Saved entries:
□ □ □ □

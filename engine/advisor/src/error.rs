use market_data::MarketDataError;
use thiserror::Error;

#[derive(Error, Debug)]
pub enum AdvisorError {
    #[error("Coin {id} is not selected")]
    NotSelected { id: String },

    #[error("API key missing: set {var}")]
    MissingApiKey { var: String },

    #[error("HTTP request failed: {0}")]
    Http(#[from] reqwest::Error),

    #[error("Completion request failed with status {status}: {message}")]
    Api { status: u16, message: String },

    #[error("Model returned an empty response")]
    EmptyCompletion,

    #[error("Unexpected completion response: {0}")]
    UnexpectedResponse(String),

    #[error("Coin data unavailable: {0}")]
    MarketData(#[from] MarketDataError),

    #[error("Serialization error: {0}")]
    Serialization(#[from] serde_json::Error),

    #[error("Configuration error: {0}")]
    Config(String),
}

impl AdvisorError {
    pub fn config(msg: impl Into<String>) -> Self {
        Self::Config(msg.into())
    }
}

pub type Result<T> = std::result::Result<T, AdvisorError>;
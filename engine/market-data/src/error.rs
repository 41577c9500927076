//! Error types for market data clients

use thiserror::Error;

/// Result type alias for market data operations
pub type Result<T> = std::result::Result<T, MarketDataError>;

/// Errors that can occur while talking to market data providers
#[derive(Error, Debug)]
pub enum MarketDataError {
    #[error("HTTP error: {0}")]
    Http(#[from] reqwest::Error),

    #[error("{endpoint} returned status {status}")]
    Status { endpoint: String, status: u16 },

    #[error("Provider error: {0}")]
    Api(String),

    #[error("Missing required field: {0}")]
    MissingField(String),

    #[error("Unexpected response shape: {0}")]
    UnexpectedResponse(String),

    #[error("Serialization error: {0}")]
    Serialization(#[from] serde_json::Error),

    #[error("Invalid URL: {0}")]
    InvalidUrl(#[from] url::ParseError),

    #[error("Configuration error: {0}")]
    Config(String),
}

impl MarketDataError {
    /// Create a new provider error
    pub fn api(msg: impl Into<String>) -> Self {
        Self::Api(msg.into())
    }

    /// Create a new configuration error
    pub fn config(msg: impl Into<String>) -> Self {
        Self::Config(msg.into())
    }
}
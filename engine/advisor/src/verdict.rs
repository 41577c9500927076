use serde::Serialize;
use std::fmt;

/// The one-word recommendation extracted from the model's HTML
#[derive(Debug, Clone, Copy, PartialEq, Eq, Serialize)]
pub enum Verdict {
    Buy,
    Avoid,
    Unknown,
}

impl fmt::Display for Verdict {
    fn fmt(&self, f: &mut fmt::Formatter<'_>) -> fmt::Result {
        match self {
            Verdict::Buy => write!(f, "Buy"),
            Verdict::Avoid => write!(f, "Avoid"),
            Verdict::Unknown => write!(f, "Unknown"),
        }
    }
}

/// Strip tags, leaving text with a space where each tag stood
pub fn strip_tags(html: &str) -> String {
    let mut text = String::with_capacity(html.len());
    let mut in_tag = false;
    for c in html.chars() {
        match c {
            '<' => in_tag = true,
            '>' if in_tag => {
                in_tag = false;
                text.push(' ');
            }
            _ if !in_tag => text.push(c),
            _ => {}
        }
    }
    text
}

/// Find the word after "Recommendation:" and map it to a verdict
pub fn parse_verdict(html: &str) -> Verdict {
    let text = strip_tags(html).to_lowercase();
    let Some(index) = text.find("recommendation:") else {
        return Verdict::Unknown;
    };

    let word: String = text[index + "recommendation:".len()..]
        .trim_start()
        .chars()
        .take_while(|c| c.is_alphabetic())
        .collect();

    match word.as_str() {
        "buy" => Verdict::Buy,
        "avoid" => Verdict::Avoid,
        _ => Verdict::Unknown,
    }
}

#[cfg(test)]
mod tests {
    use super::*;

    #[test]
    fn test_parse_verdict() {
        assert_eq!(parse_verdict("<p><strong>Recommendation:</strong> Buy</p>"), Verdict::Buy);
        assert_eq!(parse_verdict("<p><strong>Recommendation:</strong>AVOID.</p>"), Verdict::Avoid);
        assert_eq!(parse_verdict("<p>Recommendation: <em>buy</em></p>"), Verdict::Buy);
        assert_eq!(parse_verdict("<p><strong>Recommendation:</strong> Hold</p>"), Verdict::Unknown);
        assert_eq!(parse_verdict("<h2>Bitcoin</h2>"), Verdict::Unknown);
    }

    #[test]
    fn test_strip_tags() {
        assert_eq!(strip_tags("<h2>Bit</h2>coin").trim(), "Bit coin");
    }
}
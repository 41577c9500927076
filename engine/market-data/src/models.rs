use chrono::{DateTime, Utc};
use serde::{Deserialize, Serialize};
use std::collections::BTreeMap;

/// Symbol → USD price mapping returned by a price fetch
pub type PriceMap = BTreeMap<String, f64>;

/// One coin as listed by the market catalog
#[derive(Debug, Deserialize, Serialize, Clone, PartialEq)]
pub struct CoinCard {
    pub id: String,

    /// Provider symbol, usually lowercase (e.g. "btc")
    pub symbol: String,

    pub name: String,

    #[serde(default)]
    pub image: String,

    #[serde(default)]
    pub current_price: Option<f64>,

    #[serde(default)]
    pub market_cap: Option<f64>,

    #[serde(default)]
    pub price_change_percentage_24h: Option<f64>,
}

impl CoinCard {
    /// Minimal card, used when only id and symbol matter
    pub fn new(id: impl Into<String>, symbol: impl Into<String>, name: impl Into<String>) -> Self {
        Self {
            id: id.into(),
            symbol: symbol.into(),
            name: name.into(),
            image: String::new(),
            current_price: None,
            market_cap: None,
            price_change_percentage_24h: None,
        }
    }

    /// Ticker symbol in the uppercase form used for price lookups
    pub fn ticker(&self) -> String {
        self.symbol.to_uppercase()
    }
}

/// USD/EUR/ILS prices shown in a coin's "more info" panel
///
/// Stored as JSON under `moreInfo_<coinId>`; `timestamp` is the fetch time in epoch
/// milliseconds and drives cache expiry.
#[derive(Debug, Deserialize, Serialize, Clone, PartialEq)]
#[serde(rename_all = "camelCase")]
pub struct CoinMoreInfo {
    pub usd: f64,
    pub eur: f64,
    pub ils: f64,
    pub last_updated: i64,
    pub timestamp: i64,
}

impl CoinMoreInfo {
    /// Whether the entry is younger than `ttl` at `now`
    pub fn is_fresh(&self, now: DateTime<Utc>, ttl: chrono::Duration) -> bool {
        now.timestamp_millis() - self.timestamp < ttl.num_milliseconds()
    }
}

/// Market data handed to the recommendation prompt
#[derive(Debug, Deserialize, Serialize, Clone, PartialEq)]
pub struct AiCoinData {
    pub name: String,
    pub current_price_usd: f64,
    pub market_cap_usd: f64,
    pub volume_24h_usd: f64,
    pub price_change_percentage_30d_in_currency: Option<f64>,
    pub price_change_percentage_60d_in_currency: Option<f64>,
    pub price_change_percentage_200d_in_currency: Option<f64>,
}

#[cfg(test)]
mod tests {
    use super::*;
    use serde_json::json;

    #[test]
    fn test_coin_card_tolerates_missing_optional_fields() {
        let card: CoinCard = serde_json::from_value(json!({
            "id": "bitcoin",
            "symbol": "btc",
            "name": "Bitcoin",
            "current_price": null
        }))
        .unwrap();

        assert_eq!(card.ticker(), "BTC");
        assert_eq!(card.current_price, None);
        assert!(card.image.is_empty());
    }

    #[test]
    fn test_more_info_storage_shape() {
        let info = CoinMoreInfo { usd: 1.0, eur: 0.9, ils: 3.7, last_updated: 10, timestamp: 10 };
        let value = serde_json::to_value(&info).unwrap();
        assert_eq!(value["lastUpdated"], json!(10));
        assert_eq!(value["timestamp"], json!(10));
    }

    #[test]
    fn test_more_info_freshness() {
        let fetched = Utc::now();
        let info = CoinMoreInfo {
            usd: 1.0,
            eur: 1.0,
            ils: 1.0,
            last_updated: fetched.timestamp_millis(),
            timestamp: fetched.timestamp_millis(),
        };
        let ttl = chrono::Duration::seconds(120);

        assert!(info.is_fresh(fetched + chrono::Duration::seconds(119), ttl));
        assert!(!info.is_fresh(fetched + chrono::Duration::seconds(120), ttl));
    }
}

□ □ □ □

What the exercise asks:
Copy out each line carrying the string "request" from the data.

Answer to the exercise:
    #[error("HTTP request failed: {0}")]
    #[error("Completion request failed with status {status}: {message}")]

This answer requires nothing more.